Retrieve, update or delete a survey instance.
"""
def get_object(self, pk):
try:
user_language = self.request.GET.get('language')
return models.Survey.objects.language(user_language).get(pk=pk)
except models.Survey.DoesNotExist:
return HttpResponse(status=status.HTTP_404_NOT_FOUND)
def get_related_questions(self, pk):
try:
user_language = self.request.GET.get('language')
return models.SurveyQuestion.objects.language(user_language).all().filter(survey=pk)
except models.SurveyAnswer.DoesNotExist:
return HttpResponse(status=status.HTTP_404_NOT_FOUND)
def get_related_answers(self, pk):
try:
user_language = self.request.GET.get('language')
return models.SurveyAnswer.objects.language(user_language).all().filter(question=pk)
except models.SurveyAnswer.DoesNotExist:
return HttpResponse(status=status.HTTP_404_NOT_FOUND)
def get(self, request, pk, format=None):
survey = self.get_object(pk)
questions = self.get_related_questions(pk)
res = []
for q in questions:
res.append({
'question': SurveyQuestionSerializer(q).data,
'answers' : SurveyAnswerSerializer(self.get_related_answers(q.pk), many=True).data
})
resp_obj = {
'survey' : SurveySerializer(survey).data,
'data' : res
}
return JSONResponse(resp_obj)
def put(self, request, pk, format=None):
survey = self.get_object(pk)
serializer = SurveySerializer(survey, data=data)
if serializer.is_valid():
serializer.save()
return JSONResponse(serializer.data)
return JSONResponse(serializer.errors, status=status.HTTP_400_BAD_REQUEST)
def delete(self, request, pk, format=None):
survey = self.get_object(pk)
survey.delete()
return HttpResponse(status=status.HTTP_204_NO_CONTENT)
serializers.py
class SurveySerializer(TranslatableModelSerializer):
class Meta:
model = models.Survey
fields = ['pk', 'title', 'description', 'slug']
class SurveyQuestionSerializer(TranslatableModelSerializer):
# survey = SurveySerializer(required=False)
class Meta:
model = models.SurveyQuestion
fields = ['pk', 'title', 'content', 'slug', 'survey', 'is_multi_select', 'has_other_field', 'required']
class SurveyAnswerSerializer(TranslatableModelSerializer):
# question = SurveyQuestionSerializer(required=False)
class Meta:
model = models.SurveyAnswer
fields = ['pk', 'title', 'slug', 'question']
I figured it out myself.
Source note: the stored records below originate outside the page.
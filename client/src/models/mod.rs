//! Domain models exchanged with the Edge Function backend.
//!
//! - [`media`] - Concerts, videos and track tests (user-submitted content)
//! - [`banner`] - Paid banner placements
//! - [`ticket`] - Support tickets and their message threads
//! - [`campaign`] - Email campaigns and pitching
//! - [`profile`] - Artist profile and subscription tier
//!
//! All records use camelCase on the wire. Enum variants serialize to the
//! exact strings the backend stores (`in_progress`, `home-top`, ...).

use serde::{Deserialize, Serialize};

/// Declares a fieldless enum whose serde name, `as_str` and `FromStr` agree.
macro_rules! wire_enum {
    (
        $(#[$meta:meta])*
        pub enum $name:ident as $kind:literal {
            $( $(#[$vmeta:meta])* $variant:ident => $wire:literal ),+ $(,)?
        }
    ) => {
        $(#[$meta])*
        #[derive(Debug, Clone, Copy, PartialEq, Eq, Hash, PartialOrd, Ord, serde::Serialize, serde::Deserialize)]
        pub enum $name {
            $( $(#[$vmeta])* #[serde(rename = $wire)] $variant ),+
        }

        impl $name {
            /// Every variant, in declaration order.
            pub const ALL: &'static [$name] = &[$($name::$variant),+];

            /// Wire representation.
            pub fn as_str(&self) -> &'static str {
                match self {
                    $( $name::$variant => $wire ),+
                }
            }
        }

        impl std::str::FromStr for $name {
            type Err = $crate::error::ModelError;

            fn from_str(s: &str) -> Result<Self, Self::Err> {
                let normalized = s.trim().to_lowercase();
                match normalized.as_str() {
                    $( $wire => Ok($name::$variant), )+
                    _ => Err($crate::error::ModelError::UnknownVariant { kind: $kind, value: s.to_string() }),
                }
            }
        }

        impl std::fmt::Display for $name {
            fn fmt(&self, f: &mut std::fmt::Formatter<'_>) -> std::fmt::Result {
                f.pad(self.as_str())
            }
        }
    };
}

pub mod banner;
pub mod campaign;
pub mod media;
pub mod profile;
pub mod ticket;

pub use banner::*;
pub use campaign::*;
pub use media::*;
pub use profile::*;
pub use ticket::*;

// =============================================================================
// Shared Types
// =============================================================================

/// Anything the backend identifies by a string id.
pub trait Entity {
    fn id(&self) -> &str;
}

wire_enum! {
    /// Lifecycle tag on user-submitted content, advanced by explicit actions.
    pub enum ModerationStatus as "moderation status" {
        Draft => "draft",
        Pending => "pending",
        Approved => "approved",
        Rejected => "rejected",
    }
}

impl Default for ModerationStatus {
    fn default() -> Self {
        ModerationStatus::Draft
    }
}

impl ModerationStatus {
    /// Status a fresh submission is created with.
    pub fn for_submission(is_draft: bool) -> Self {
        if is_draft {
            ModerationStatus::Draft
        } else {
            ModerationStatus::Pending
        }
    }

    /// Owners may edit drafts and rejected items; the edit button is hidden otherwise.
    pub fn allows_owner_edit(&self) -> bool {
        matches!(self, ModerationStatus::Draft | ModerationStatus::Rejected)
    }

    /// Waiting for an admin decision.
    pub fn is_awaiting_review(&self) -> bool {
        matches!(self, ModerationStatus::Pending)
    }
}

/// Engagement counters shown on cards and used for sorting.
#[derive(Debug, Clone, Copy, Default, PartialEq, Eq, Serialize, Deserialize)]
pub struct Engagement {
    #[serde(default)]
    pub views: u64,
    #[serde(default)]
    pub clicks: u64,
    #[serde(default)]
    pub likes: u64,
}

/// Ticket price bounds in roubles; either side may be open.
#[derive(Debug, Clone, Copy, Default, PartialEq, Serialize, Deserialize)]
pub struct PriceRange {
    #[serde(skip_serializing_if = "Option::is_none")]
    pub min: Option<u32>,
    #[serde(skip_serializing_if = "Option::is_none")]
    pub max: Option<u32>,
}

impl PriceRange {
    /// `min <= max` when both are set.
    pub fn is_consistent(&self) -> bool {
        match (self.min, self.max) {
            (Some(min), Some(max)) => min <= max,
            _ => true,
        }
    }

    pub fn is_empty(&self) -> bool {
        self.min.is_none() && self.max.is_none()
    }
}

#[cfg(test)]
mod tests {
    use super::*;
    use crate::error::ModelError;
    use std::str::FromStr;

    #[test]
    fn test_status_wire_names() {
        assert_eq!(serde_json::to_string(&ModerationStatus::Pending).unwrap(), "\"pending\"");
        assert_eq!(ModerationStatus::from_str(" Approved ").unwrap(), ModerationStatus::Approved);
        assert!(matches!(
            ModerationStatus::from_str("archived"),
            Err(ModelError::UnknownVariant { kind: "moderation status", .. })
        ));
    }

    #[test]
    fn test_owner_edit_predicate() {
        assert!(ModerationStatus::Draft.allows_owner_edit());
        assert!(ModerationStatus::Rejected.allows_owner_edit());
        assert!(!ModerationStatus::Pending.allows_owner_edit());
        assert!(!ModerationStatus::Approved.allows_owner_edit());
    }

    #[test]
    fn test_price_range_consistency() {
        assert!(PriceRange { min: Some(500), max: Some(1500) }.is_consistent());
        assert!(!PriceRange { min: Some(2000), max: Some(1500) }.is_consistent());
        assert!(PriceRange { min: None, max: Some(10) }.is_consistent());
    }
}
Apparently, it's no different than on untranslated models, I just didn't have it right before.
Below is the corrected code which works properly. Note the order of each of the serializers and also the inclusion of the reverse foreign key fields as serializers.
serializers.py
class SurveyAnswerSerializer(TranslatableModelSerializer):
class Meta:
model = models.SurveyAnswer
fields = ['pk', 'title', 'slug', 'question']
class SurveyQuestionSerializer(TranslatableModelSerializer):
answers = SurveyAnswerSerializer(many=True)
class Meta:
model = models.SurveyQuestion
fields = ['pk', 'title', 'content', 'slug', 'survey', 'is_multi_select', 'type', 'scale_min','scale_max', 'has_other_field', 'required', 'answers']
class SurveySerializer(TranslatableModelSerializer):
questions = SurveyQuestionSerializer(many=True)
class Meta:
model = models.Survey
fields = ['pk', 'title', 'description', 'slug', 'questions']
views.py
class SurveyDetail(APIView):
...
def get(self, request, pk, format=None):
survey = self.get_object(pk)
serializer = SurveySerializer(survey)
return JSONResponse(serializer.data)
Edit:
turns out this doesn't completely work. In this scenario, the Survey objects are correctly translated, but the objects referenced by the foreign keys, like SurveyQuestion and SurveyAnswer, are not translated. This means you get a mix of translated and untranslated results.